§ What the task asks:
A copy is needed of each line in the records that has the word "join".

§ Material shown:
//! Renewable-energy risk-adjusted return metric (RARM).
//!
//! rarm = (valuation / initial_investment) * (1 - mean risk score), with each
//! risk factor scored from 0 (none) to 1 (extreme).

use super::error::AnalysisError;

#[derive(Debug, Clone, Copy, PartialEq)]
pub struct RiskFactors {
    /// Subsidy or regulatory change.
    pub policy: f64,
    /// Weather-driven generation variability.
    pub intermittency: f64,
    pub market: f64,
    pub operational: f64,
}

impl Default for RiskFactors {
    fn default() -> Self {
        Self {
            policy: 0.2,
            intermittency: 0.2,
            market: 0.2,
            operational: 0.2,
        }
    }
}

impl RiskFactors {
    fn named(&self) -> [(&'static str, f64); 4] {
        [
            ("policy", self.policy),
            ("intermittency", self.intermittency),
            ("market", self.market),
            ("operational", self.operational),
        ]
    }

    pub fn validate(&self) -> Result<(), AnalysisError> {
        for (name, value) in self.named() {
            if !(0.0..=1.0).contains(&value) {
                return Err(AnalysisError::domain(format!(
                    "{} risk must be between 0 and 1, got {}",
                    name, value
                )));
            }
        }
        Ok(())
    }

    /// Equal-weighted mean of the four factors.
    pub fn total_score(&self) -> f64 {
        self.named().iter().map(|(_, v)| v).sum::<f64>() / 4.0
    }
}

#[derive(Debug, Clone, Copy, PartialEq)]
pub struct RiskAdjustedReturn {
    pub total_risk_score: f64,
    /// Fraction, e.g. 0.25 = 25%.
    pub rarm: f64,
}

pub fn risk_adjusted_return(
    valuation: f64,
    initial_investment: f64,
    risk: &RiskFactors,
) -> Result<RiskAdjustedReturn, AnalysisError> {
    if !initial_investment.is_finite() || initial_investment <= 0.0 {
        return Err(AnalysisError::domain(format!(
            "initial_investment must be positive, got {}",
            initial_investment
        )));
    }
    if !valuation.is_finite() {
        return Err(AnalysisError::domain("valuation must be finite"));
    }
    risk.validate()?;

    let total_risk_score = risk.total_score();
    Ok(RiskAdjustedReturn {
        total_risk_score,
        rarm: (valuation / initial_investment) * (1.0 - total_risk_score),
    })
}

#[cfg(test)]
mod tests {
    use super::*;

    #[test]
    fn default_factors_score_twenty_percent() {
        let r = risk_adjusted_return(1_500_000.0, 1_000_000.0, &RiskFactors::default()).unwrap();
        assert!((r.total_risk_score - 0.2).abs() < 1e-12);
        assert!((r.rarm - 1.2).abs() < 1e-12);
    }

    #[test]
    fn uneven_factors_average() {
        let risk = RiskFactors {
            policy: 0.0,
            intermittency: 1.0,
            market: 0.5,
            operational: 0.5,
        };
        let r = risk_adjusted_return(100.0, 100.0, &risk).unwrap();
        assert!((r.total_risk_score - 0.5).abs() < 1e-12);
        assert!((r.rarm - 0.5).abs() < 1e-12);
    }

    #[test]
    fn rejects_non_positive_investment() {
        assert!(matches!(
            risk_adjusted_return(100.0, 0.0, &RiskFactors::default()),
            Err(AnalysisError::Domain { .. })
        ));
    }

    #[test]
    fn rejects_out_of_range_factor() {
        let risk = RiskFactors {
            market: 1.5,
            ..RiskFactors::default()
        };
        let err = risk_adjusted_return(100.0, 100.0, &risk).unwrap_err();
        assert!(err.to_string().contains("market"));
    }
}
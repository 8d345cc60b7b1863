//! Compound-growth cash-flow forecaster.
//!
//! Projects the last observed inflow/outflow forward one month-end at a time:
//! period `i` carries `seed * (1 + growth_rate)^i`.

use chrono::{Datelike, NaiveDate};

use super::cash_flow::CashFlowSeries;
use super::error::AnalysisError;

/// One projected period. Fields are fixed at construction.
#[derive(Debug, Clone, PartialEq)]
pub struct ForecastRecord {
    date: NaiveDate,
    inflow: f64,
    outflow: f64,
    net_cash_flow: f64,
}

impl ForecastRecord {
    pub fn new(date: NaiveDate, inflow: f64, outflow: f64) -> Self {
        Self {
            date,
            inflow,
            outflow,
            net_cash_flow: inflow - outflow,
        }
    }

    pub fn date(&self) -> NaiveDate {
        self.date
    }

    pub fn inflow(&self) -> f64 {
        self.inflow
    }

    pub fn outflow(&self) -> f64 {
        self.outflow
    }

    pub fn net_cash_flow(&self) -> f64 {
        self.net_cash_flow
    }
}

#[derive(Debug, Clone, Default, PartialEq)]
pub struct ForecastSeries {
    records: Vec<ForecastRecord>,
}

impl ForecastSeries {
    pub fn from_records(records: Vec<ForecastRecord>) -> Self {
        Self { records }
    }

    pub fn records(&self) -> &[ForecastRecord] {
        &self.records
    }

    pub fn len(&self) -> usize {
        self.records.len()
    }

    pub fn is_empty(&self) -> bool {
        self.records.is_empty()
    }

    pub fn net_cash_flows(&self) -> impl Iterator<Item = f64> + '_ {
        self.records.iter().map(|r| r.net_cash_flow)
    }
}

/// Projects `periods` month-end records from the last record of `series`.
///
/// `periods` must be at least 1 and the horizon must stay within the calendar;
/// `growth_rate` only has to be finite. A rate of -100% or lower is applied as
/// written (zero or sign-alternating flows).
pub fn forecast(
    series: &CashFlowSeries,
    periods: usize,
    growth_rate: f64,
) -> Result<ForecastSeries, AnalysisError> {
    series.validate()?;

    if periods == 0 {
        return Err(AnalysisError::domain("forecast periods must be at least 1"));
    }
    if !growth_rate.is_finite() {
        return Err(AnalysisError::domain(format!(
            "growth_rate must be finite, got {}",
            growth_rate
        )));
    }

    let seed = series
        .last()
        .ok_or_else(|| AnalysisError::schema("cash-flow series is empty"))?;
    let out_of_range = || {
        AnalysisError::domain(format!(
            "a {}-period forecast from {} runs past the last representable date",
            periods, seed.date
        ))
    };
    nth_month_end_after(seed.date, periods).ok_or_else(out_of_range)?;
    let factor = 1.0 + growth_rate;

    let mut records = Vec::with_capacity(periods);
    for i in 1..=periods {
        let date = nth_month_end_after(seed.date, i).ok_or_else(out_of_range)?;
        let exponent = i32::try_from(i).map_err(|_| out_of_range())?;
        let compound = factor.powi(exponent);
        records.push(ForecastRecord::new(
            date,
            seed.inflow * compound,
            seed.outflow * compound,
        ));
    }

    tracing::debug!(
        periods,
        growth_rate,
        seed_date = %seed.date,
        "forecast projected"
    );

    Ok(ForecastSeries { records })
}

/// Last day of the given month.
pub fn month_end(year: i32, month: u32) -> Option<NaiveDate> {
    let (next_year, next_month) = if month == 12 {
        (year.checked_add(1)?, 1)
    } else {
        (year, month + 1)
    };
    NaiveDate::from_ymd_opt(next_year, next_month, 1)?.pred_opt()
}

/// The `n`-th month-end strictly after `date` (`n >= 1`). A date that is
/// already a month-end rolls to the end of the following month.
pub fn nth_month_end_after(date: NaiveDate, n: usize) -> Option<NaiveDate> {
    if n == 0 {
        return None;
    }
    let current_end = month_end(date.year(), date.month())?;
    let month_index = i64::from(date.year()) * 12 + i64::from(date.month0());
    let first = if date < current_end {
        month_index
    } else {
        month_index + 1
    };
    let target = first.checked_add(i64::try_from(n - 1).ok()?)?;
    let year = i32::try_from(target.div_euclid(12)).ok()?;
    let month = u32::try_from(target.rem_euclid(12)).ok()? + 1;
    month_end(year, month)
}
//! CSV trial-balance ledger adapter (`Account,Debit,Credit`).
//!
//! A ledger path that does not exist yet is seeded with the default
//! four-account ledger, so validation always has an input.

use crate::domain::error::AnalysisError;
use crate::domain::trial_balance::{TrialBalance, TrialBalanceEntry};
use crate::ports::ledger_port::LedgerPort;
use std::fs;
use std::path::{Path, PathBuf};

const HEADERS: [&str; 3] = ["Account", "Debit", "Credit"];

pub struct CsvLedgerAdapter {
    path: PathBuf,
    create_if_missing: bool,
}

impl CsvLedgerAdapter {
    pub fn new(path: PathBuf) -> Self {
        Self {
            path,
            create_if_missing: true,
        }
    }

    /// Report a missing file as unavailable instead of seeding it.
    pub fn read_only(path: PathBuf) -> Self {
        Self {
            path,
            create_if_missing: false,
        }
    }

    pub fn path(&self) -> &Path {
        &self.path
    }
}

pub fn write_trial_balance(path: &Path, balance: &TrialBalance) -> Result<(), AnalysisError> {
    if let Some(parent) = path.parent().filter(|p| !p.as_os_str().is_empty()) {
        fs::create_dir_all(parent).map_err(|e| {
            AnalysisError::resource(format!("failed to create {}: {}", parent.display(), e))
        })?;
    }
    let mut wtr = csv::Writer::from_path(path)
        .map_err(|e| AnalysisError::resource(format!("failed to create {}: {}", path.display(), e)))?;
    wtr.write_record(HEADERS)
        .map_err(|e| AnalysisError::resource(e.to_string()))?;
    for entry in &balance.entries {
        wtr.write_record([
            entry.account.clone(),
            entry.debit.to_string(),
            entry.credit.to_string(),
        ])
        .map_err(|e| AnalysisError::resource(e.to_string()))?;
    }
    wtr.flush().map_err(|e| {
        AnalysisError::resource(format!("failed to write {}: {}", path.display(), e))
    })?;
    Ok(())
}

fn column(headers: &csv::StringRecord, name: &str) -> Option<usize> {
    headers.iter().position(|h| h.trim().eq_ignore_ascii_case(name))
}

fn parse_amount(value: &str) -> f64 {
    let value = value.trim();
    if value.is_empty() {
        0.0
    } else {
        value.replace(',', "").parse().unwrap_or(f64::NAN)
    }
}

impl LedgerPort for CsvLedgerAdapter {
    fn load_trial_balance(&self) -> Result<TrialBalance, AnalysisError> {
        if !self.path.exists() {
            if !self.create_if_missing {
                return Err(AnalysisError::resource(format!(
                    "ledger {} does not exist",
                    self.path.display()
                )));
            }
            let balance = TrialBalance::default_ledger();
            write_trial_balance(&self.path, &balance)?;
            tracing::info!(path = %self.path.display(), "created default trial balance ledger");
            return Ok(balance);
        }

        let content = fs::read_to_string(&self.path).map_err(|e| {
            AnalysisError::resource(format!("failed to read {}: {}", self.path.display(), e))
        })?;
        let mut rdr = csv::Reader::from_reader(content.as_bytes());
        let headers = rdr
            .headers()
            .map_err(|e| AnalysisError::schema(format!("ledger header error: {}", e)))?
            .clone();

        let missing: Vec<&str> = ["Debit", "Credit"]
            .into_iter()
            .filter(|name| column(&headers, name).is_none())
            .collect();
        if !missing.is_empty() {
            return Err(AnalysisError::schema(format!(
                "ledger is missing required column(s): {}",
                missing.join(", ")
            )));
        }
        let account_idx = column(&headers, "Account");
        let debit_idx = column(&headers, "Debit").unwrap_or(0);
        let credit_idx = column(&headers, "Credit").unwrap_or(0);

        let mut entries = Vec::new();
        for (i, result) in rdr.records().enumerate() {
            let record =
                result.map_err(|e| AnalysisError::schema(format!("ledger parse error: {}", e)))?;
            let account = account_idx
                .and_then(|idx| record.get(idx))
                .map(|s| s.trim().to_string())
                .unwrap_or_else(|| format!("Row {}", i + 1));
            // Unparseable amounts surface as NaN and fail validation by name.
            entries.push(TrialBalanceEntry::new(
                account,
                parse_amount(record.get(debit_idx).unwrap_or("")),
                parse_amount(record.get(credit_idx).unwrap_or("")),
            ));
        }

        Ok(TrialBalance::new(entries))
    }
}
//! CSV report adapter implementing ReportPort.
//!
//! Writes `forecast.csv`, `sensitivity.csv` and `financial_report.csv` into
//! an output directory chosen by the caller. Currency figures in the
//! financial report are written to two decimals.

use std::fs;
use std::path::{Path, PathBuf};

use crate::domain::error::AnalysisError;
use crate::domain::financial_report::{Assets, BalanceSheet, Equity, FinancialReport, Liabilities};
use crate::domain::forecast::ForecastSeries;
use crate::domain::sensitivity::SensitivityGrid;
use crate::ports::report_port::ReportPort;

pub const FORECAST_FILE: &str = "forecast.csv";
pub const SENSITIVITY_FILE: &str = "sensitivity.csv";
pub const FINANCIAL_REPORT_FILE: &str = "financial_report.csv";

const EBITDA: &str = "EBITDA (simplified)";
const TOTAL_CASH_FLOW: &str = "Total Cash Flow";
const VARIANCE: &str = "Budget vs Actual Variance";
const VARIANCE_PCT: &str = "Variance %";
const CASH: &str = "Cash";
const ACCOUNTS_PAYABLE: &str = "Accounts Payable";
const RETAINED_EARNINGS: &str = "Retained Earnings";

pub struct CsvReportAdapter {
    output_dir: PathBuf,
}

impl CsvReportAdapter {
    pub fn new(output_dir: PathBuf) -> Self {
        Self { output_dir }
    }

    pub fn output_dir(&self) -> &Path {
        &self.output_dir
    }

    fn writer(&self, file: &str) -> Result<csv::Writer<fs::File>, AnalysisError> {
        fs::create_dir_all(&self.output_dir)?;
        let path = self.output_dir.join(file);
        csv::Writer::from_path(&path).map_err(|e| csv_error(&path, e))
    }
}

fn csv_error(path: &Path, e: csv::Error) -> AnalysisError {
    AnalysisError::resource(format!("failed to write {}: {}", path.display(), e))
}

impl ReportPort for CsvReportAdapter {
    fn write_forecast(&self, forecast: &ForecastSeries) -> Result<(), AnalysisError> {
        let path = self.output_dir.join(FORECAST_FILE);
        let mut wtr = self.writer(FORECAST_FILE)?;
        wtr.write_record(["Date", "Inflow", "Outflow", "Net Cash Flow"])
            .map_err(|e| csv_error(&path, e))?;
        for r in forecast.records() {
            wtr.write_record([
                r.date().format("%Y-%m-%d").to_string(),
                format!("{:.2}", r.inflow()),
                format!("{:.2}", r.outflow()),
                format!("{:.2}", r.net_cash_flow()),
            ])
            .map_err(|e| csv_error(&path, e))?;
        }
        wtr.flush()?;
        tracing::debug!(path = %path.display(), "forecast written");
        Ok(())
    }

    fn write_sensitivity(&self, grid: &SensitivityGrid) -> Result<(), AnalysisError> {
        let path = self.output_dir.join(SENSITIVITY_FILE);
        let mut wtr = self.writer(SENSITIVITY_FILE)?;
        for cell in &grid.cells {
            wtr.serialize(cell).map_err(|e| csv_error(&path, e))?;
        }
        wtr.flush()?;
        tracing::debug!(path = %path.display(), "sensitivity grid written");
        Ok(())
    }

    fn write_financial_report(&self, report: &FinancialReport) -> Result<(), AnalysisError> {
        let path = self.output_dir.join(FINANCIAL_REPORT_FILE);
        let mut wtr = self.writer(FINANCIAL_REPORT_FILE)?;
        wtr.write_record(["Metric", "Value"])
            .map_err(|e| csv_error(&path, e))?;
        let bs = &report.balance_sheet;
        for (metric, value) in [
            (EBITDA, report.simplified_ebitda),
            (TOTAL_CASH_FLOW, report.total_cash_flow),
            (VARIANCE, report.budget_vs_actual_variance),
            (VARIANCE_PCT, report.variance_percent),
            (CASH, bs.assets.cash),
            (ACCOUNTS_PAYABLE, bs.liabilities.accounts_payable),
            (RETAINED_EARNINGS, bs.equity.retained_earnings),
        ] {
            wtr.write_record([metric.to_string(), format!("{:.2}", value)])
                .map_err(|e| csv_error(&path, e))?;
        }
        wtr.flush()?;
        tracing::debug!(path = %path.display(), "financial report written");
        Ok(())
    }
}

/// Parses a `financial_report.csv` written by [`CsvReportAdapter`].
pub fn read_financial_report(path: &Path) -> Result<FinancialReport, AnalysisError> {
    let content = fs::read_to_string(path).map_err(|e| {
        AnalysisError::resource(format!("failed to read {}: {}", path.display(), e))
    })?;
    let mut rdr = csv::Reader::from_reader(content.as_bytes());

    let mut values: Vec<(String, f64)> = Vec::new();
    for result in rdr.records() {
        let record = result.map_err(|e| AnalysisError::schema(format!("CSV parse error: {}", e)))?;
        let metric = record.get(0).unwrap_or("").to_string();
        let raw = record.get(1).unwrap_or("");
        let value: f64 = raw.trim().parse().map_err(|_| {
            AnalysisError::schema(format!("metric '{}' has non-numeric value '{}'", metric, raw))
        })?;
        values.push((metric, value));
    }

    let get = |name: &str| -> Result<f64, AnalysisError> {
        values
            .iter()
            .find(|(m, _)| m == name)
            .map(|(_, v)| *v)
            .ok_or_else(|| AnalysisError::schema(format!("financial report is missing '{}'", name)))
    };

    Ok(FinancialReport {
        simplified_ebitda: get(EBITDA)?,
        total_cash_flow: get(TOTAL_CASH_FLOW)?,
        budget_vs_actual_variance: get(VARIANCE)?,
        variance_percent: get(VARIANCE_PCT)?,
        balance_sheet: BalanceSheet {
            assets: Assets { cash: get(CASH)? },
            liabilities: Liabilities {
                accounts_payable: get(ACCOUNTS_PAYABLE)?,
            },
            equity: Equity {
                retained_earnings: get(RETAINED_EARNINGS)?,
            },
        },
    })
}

§ Result:
                missing.join(", ")
        let path = self.output_dir.join(file);
        let path = self.output_dir.join(FORECAST_FILE);
        let path = self.output_dir.join(SENSITIVITY_FILE);
        let path = self.output_dir.join(FINANCIAL_REPORT_FILE);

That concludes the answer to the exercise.